Saturday 2005-10-01 - Yan Shi Pin, Tibet (China)
Lunch break in the midst of poverty
We make a stop in a village along the Qinghai-Tibet Highway to allow our two drivers to eat lunch. The tiny restaurant is not really for tourists but the drivers invite some of us to share their Chinese hot pot (“don’t take meat, only the vegetables,” Marie Josee warns).

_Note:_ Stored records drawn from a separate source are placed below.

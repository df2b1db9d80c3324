//! In-memory trade ledger

use crate::core::traits::TradeLedger;
use crate::types::{FailedTrade, LedgerError, TradeRecord};
use futures::future::{self, BoxFuture};
use std::sync::atomic::{AtomicBool, Ordering};
use std::sync::{Mutex, PoisonError};

/// Ledger that keeps every record in memory
///
/// Can be switched into a failing mode to exercise the engine's fallback
/// tracking.
#[derive(Debug, Default)]
pub struct MemoryLedger {
    records: Mutex<Vec<TradeRecord>>,
    failures: Mutex<Vec<FailedTrade>>,
    failing: AtomicBool,
}

impl MemoryLedger {
    pub fn new() -> Self {
        MemoryLedger::default()
    }

    /// Reject every write while `failing` is set
    pub fn set_failing(&self, failing: bool) {
        self.failing.store(failing, Ordering::SeqCst);
    }

    /// Completed trades, in the order they were recorded
    pub fn records(&self) -> Vec<TradeRecord> {
        self.records
            .lock()
            .unwrap_or_else(PoisonError::into_inner)
            .clone()
    }

    /// Rejected and rolled-back attempts
    pub fn failures(&self) -> Vec<FailedTrade> {
        self.failures
            .lock()
            .unwrap_or_else(PoisonError::into_inner)
            .clone()
    }
}

impl TradeLedger for MemoryLedger {
    fn record(&self, record: TradeRecord) -> BoxFuture<'_, Result<(), LedgerError>> {
        let result = if self.failing.load(Ordering::SeqCst) {
            Err(LedgerError::Unavailable("ledger offline".to_string()))
        } else {
            self.records
                .lock()
                .unwrap_or_else(PoisonError::into_inner)
                .push(record);
            Ok(())
        };
        Box::pin(future::ready(result))
    }

    fn record_failure(&self, failure: FailedTrade) -> BoxFuture<'_, Result<(), LedgerError>> {
        self.failures
            .lock()
            .unwrap_or_else(PoisonError::into_inner)
            .push(failure);
        Box::pin(future::ready(Ok(())))
    }
}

Together with Willemien I walk around a bit: some small buildings on both sides of the road — that’s all. The mostly Muslim inhabitants of this small village are very poor but amid the dirt (apart from the road there is no pavement at all) they’re still doing their best to keep things clean; we watch a woman sweeping her yard — she doesn’t even have glass in her windows, only a sheet of not-so-clear plastic with holes in it. Yet it must be bitterly cold here in winter: it’s very high at an elevation of 4558m (according to my GPS), located at N 33.58876, E 092.06429. One of our bus drivers writes down the name of the village for me: Yan Shi Pin.
Apart from the tiny restaurant, a beer house, two small shops and what must be a garage, it’s not clear what the inhabitants of this bleak village live on. At least there is a small clinic. What is noticeable is the power station though: a combination of some small windmills and a group of solar panels.